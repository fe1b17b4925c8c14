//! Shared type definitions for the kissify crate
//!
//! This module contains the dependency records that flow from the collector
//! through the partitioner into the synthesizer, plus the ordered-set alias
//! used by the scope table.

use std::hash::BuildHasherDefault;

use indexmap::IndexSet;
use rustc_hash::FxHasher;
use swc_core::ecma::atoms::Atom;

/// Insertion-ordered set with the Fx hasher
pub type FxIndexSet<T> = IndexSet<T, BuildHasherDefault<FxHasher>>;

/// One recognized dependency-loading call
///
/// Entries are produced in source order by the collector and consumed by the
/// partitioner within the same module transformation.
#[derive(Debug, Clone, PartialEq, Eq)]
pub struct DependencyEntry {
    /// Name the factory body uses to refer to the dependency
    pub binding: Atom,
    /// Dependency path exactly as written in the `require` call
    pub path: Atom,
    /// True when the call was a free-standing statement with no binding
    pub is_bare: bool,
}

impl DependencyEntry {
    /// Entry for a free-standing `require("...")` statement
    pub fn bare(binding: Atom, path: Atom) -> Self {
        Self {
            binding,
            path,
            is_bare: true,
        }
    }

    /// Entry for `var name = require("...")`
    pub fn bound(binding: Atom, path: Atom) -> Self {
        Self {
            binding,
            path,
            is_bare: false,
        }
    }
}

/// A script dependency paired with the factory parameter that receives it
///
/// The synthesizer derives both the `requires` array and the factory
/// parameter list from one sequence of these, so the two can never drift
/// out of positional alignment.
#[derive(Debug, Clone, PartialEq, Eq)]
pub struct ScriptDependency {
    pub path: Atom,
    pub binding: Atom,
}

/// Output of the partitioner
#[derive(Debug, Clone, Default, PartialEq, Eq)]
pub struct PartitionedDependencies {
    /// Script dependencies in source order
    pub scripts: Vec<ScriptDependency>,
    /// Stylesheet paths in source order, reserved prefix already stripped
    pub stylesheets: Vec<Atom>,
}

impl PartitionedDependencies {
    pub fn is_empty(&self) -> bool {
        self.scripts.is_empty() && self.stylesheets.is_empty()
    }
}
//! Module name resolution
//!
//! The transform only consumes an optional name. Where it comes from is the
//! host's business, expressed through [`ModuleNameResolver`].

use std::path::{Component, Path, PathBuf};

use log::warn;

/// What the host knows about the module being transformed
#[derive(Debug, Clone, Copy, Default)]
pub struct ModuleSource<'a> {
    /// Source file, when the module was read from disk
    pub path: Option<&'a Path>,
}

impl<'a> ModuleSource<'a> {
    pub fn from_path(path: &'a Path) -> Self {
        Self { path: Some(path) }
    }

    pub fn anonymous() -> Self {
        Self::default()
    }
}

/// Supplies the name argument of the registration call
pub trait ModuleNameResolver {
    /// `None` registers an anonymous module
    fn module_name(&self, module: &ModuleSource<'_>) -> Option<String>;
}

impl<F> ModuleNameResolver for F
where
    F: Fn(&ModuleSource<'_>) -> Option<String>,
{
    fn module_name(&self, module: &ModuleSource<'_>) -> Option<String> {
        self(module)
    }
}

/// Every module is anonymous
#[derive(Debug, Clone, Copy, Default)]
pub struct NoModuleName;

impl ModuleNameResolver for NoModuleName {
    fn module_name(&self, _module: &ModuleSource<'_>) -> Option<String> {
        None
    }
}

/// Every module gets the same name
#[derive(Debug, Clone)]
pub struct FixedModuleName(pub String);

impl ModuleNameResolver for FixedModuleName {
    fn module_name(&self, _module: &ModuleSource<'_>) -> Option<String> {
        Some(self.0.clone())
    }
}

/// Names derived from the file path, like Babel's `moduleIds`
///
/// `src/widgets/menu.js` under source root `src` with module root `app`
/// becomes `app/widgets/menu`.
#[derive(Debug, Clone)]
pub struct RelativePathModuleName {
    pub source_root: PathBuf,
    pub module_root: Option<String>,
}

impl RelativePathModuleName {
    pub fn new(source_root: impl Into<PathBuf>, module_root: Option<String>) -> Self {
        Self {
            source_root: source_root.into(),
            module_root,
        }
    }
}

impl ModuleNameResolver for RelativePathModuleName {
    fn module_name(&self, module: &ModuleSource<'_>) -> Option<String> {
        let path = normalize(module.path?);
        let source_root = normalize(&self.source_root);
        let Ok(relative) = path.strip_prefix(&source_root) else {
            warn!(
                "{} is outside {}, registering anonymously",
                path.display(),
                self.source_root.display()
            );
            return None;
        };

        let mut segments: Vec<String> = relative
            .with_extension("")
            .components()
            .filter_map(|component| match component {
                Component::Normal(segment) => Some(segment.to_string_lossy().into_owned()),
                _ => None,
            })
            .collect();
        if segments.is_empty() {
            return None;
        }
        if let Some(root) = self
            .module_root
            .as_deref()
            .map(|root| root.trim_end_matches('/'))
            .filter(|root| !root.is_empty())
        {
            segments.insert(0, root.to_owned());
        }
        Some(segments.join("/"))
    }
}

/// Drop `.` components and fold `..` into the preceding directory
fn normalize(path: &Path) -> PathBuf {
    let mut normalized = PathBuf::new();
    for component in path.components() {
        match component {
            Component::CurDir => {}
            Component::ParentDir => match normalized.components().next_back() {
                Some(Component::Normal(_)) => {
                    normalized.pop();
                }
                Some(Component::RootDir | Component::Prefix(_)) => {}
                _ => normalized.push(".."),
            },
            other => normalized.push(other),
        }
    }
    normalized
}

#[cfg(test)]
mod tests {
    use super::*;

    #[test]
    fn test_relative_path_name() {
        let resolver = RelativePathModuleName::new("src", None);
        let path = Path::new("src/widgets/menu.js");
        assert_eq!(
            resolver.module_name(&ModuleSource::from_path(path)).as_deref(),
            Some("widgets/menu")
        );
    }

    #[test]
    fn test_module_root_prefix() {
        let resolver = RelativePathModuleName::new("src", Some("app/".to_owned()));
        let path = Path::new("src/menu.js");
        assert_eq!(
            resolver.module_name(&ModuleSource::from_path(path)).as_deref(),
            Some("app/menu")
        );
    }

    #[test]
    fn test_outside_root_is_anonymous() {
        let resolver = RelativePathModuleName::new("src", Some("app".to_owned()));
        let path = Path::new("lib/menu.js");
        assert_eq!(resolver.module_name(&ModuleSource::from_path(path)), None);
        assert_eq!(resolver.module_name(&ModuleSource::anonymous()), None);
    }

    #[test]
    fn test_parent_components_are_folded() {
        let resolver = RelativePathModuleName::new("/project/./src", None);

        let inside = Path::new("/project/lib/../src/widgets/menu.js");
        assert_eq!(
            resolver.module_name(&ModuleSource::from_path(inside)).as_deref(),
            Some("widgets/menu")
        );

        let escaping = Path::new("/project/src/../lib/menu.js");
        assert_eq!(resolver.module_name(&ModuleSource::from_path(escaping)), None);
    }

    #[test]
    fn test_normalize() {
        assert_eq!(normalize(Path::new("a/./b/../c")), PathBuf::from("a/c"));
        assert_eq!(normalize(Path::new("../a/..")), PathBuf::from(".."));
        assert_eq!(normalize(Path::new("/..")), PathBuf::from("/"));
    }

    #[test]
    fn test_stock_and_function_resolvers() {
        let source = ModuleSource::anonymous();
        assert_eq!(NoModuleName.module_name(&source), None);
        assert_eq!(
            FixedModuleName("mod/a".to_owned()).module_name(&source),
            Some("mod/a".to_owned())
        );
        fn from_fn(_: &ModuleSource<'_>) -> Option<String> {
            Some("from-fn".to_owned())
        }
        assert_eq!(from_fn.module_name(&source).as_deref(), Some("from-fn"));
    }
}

**What the exercise asks**
Only the lines that contain the word "collector" should be copied from the material.

**Written response**
//! This module contains the dependency records that flow from the collector
/// Entries are produced in source order by the collector and consumed by the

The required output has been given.